Musgrave begins with the end of Schumann’s life, confronting the challenges of the composer’s final illness and late style. Acknowledging that ‘posthumous diagnosis . . . will always be speculative’, and that either alternative requires ‘selective presentation’, he carefully lays out the case for both syphilitic infection and mental illness (p. 4). Yet, as Musgrave recognizes, the central issue is how awareness of Schumann’s illness has influenced the evaluation of his music. ‘No biography can ignore Schumann’s health’, he explains, but while his illness was a ‘major inconvenience’ it was ‘not a determining factor in his creativity’ (p. 5). Rather, Musgrave helpfully contextualizes Schumann’s output, and its reception, in terms of social and cultural circumstances.

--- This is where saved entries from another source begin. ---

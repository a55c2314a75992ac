//! Collaborator traits for the game world the engine dispatches into.
//!
//! The engine only references world entities; it never owns them and never
//! mutates them directly. All calls are synchronous from the dispatcher's
//! point of view.

use std::sync::Arc;

pub type ActorId = u64;

/// An entity that can issue commands and receive messages.
pub trait Actor: Send + Sync {
    fn id(&self) -> ActorId;
    fn name(&self) -> String;

    /// Deliver one line of text to whoever controls this actor.
    fn msg(&self, text: &str);

    /// The locus this actor currently stands in, if any.
    fn location(&self) -> Option<Arc<dyn Locus>>;

    /// Resolve a free-text token against this actor's visibility scope.
    /// Implementations own any "not found" messaging; callers treat `None`
    /// as already reported.
    fn search(&self, token: &str) -> Option<Arc<dyn Actor>>;

    /// Whether this actor holds a named permission. Matching should be
    /// ASCII case-insensitive (lock strings write `perm(Builders)`).
    fn has_perm(&self, perm: &str) -> bool;
}

/// A spatial context that can fan a message out to everyone present.
pub trait Locus: Send + Sync {
    /// Send `text` to all actors in this locus except those in `exclude`.
    fn msg_contents(&self, text: &str, exclude: &[ActorId]);
}

/// Global object creation, e.g. spawning an NPC into a locus.
pub trait ObjectFactory: Send + Sync {
    fn create(
        &self,
        type_tag: &str,
        key: &str,
        location: &Arc<dyn Locus>,
        locks: &str,
    ) -> anyhow::Result<ActorId>;
}
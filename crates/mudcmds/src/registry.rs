//! The command registry: name -> descriptor, fixed after startup.
//!
//! Registration happens once, before any dispatch; afterwards the registry
//! is read-only and safe to share across threads by reference.

use std::collections::HashMap;
use std::collections::HashSet;
use std::fmt;
use std::sync::Arc;

use crate::descriptor::Command;

#[derive(Debug)]
pub enum RegistryError {
    /// A key or alias is already taken by an earlier registration. Fatal at
    /// startup; colliding names are never silently overwritten.
    DuplicateCommand { name: String },
}

impl fmt::Display for RegistryError {
    fn fmt(&self, f: &mut fmt::Formatter<'_>) -> fmt::Result {
        match self {
            RegistryError::DuplicateCommand { name } => {
                write!(f, "duplicate command name: {name:?}")
            }
        }
    }
}

impl std::error::Error for RegistryError {}

/// One successful line match: the command, the name as typed, and what was
/// left of the line after it.
pub struct ResolvedLine {
    pub cmd: Arc<dyn Command>,
    pub matched: String,
    pub remainder: String,
}

#[derive(Default)]
pub struct CommandRegistry {
    cmds: Vec<Arc<dyn Command>>,
    by_key: HashMap<String, usize>,
    // (alias, command index), in registration order
    aliases: Vec<(String, usize)>,
    taken: HashSet<String>,
}

impl CommandRegistry {
    pub fn new() -> Self {
        Self::default()
    }

    pub fn register(&mut self, cmd: Arc<dyn Command>) -> Result<(), RegistryError> {
        let spec = cmd.spec();
        let mut fresh = HashSet::new();
        for name in std::iter::once(&spec.key).chain(spec.aliases.iter()) {
            if self.taken.contains(name) || !fresh.insert(name.clone()) {
                return Err(RegistryError::DuplicateCommand { name: name.clone() });
            }
        }

        let idx = self.cmds.len();
        self.taken.extend(fresh);
        self.by_key.insert(spec.key.clone(), idx);
        for a in &spec.aliases {
            self.aliases.push((a.clone(), idx));
        }
        self.cmds.push(cmd);
        Ok(())
    }

    pub fn commands(&self) -> impl Iterator<Item = &Arc<dyn Command>> {
        self.cmds.iter()
    }

    pub fn len(&self) -> usize {
        self.cmds.len()
    }

    pub fn is_empty(&self) -> bool {
        self.cmds.is_empty()
    }

    /// Exact, case-sensitive lookup: key first, then aliases in
    /// registration order.
    pub fn lookup(&self, token: &str) -> Option<&Arc<dyn Command>> {
        if let Some(&i) = self.by_key.get(token) {
            return Some(&self.cmds[i]);
        }
        self.aliases
            .iter()
            .find(|(a, _)| a == token)
            .map(|&(_, i)| &self.cmds[i])
    }

    /// Match a whole input line against registered names.
    ///
    /// The longest name that prefixes the line wins, so `grin at Bob`
    /// reaches a command named `grin at` even when a plain `grin` exists.
    /// Ties prefer keys over aliases, then earlier registrations. A name
    /// only binds if the remainder is empty or starts with whitespace,
    /// unless the descriptor carries an `arg_regex`, which then decides
    /// alone.
    pub fn resolve(&self, line: &str) -> Option<ResolvedLine> {
        let line = line.trim_start();
        // (name_len, is_key, cmd index, alias position)
        let mut best: Option<(usize, bool, usize, usize)> = None;
        let mut best_name = "";

        let keys = self.by_key.iter().map(|(k, &i)| (k.as_str(), i, true, 0));
        let aliases = self
            .aliases
            .iter()
            .enumerate()
            .map(|(pos, (a, i))| (a.as_str(), *i, false, pos));
        for (name, idx, is_key, pos) in keys.chain(aliases) {
            let Some(rem) = line.strip_prefix(name) else {
                continue;
            };
            let binds = match &self.cmds[idx].spec().arg_regex {
                Some(re) => re.is_match(rem),
                None => rem.is_empty() || rem.starts_with(char::is_whitespace),
            };
            if !binds {
                continue;
            }
            let better = match best {
                None => true,
                Some((blen, bkey, bidx, bpos)) => {
                    if name.len() != blen {
                        name.len() > blen
                    } else if is_key != bkey {
                        is_key
                    } else {
                        (idx, pos) < (bidx, bpos)
                    }
                }
            };
            if better {
                best = Some((name.len(), is_key, idx, pos));
                best_name = name;
            }
        }

        best.map(|(len, _, idx, _)| ResolvedLine {
            cmd: self.cmds[idx].clone(),
            matched: best_name.to_string(),
            remainder: line[len..].trim_start().to_string(),
        })
    }
}
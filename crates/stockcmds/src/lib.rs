//! `stockcmds`: the stock command set plus an in-memory world harness.
//!
//! Two command shapes live here: socials (`smile`, `поклон`) that message
//! the actor, an optional target and the surrounding room, and `+createnpc`
//! which spawns a named NPC through the [`mudcmds::ObjectFactory`]
//! collaborator. [`memworld`] provides a self-contained world (rooms,
//! actors, factory, captured outboxes) that backs the tests and any local
//! experimentation.

pub mod creation;
pub mod memworld;
pub mod social;

use std::sync::Arc;

use mudcmds::{CommandRegistry, ObjectFactory, RegistryError};

pub use creation::CmdCreateNpc;
pub use memworld::{MemActor, MemRoom, MemWorld};
pub use social::SocialCmd;

/// Register the whole stock set on a fresh registry.
pub fn register_stock(
    registry: &mut CommandRegistry,
    factory: Arc<dyn ObjectFactory>,
) -> Result<(), RegistryError> {
    registry.register(Arc::new(SocialCmd::smile()))?;
    registry.register(Arc::new(SocialCmd::bow()))?;
    registry.register(Arc::new(CmdCreateNpc::new(factory)))?;
    Ok(())
}
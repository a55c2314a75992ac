//! The dispatcher: one input line through the four-phase lifecycle.

use std::fmt;
use std::sync::Arc;

use tracing::debug;
use tracing::warn;

use crate::descriptor::Command;
use crate::descriptor::Invocation;
use crate::locks::LockEvaluator;
use crate::locks::MudlocksEvaluator;
use crate::registry::CommandRegistry;
use crate::world::Actor;

/// The access types checked before a command may run. Both must pass; a
/// lock with neither clause is open. Descriptors gate dispatch with either
/// spelling (`cmd:all()`, `call:not perm(nonpcs)`).
pub const CMD_ACCESS: &str = "cmd";
pub const CALL_ACCESS: &str = "call";

/// How one dispatch ended. Everything here is non-fatal; real failures come
/// back as [`DispatchError`].
#[derive(Debug, Clone, PartialEq, Eq)]
pub enum Outcome {
    /// `func` and the post-hook completed.
    Done { key: String },
    /// No registered name matched the line. The actor has been told.
    NotFound { token: String },
    /// The lock denied the actor. Reported unless the descriptor says
    /// `silent_deny`.
    Denied { key: String },
    /// The pre-hook refused; parse, func and post-hook were skipped.
    Aborted { key: String },
}

#[derive(Debug)]
pub enum DispatchError {
    /// `func` returned an error. The post-hook did not run. Surfaced to the
    /// caller so an operator sees it; never silently dropped.
    Execution { key: String, source: anyhow::Error },
}

impl fmt::Display for DispatchError {
    fn fmt(&self, f: &mut fmt::Formatter<'_>) -> fmt::Result {
        match self {
            DispatchError::Execution { key, source } => {
                write!(f, "command {key:?} failed: {source}")
            }
        }
    }
}

impl std::error::Error for DispatchError {
    fn source(&self) -> Option<&(dyn std::error::Error + 'static)> {
        match self {
            DispatchError::Execution { source, .. } => Some(source.as_ref()),
        }
    }
}

pub struct Dispatcher {
    registry: CommandRegistry,
    locks: Arc<dyn LockEvaluator>,
}

impl Dispatcher {
    pub fn new(registry: CommandRegistry) -> Self {
        Self::with_evaluator(registry, Arc::new(MudlocksEvaluator))
    }

    pub fn with_evaluator(registry: CommandRegistry, locks: Arc<dyn LockEvaluator>) -> Self {
        Self { registry, locks }
    }

    pub fn registry(&self) -> &CommandRegistry {
        &self.registry
    }

    /// Run one input line for one actor.
    ///
    /// RESOLVE -> AUTHORIZE -> EXECUTE(pre, tokenize, parse, func) ->
    /// FINALIZE(post), strictly in that order, no backtracking. A miss or a
    /// deny terminates before any command code runs.
    pub fn dispatch(
        &self,
        line: &str,
        actor: &Arc<dyn Actor>,
    ) -> Result<Outcome, DispatchError> {
        let line = line.trim();
        if line.is_empty() {
            return Ok(Outcome::NotFound {
                token: String::new(),
            });
        }

        // RESOLVE
        let Some(hit) = self.registry.resolve(line) else {
            let token = line.split_whitespace().next().unwrap_or("").to_string();
            debug!("no command matches {token:?}");
            actor.msg(&format!("Command '{token}' is not available."));
            return Ok(Outcome::NotFound { token });
        };
        let spec = hit.cmd.spec();
        let key = spec.key.clone();

        // AUTHORIZE: strictly before any command side effect.
        let allowed = self.locks.check(&spec.locks, CMD_ACCESS, actor.as_ref())
            && self.locks.check(&spec.locks, CALL_ACCESS, actor.as_ref());
        if !allowed {
            debug!("lock denied {key:?} for actor {}", actor.id());
            if !spec.silent_deny {
                actor.msg("You are not allowed to do that.");
            }
            return Ok(Outcome::Denied { key });
        }

        // EXECUTE
        if !hit.cmd.at_pre_cmd(actor) {
            debug!("pre-hook aborted {key:?}");
            return Ok(Outcome::Aborted { key });
        }

        let mut inv = Invocation {
            cmdstring: hit.matched,
            raw: hit.remainder.clone(),
            actor: actor.clone(),
            args: mudargs::parse(&hit.remainder),
        };
        hit.cmd.parse(&mut inv);

        if let Err(source) = hit.cmd.func(&inv) {
            warn!("command {key:?} failed for actor {}: {source:#}", actor.id());
            return Err(DispatchError::Execution { key, source });
        }

        // FINALIZE: only after normal completion of func.
        hit.cmd.at_post_cmd(actor);
        Ok(Outcome::Done { key })
    }
}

Schumann had an excellent classical education, supplemented by the library and acquaintances of his bookseller father. August Schumann was supportive of his youngest son’s creative efforts; he even approached Carl Maria von Weber as a potential teacher. Both men, however, died in 1826. Had August lived, it seems likely that Schumann would still have been expected to study at university, and law was ‘a natural choice’; Musgrave explains that theology was for the lower classes, and that Schumann did not have the ‘temperament or skills for medicine’ (p. 23). Even without the economic imperative to do as his family advised, ‘middle-class trade people . . . kept music for a hobby’, Musgrave notes (p. 23). Schumann thus never had the early musical training that prepared his contemporaries Liszt, Chopin, and Mendelssohn for their profession. Aged 18, Musgrave points out, Schumann was ‘not equipped to teach, perform or compose in any public setting’ (p. 22). He had no sponsor, his music was ‘too strange’, and even at this stage ‘Schumann was also difficult as a man. His reserve of speech, dislike of explaining himself and sometimes autocratic manner reflect[ed] a privileged upbringing’ (p. 22).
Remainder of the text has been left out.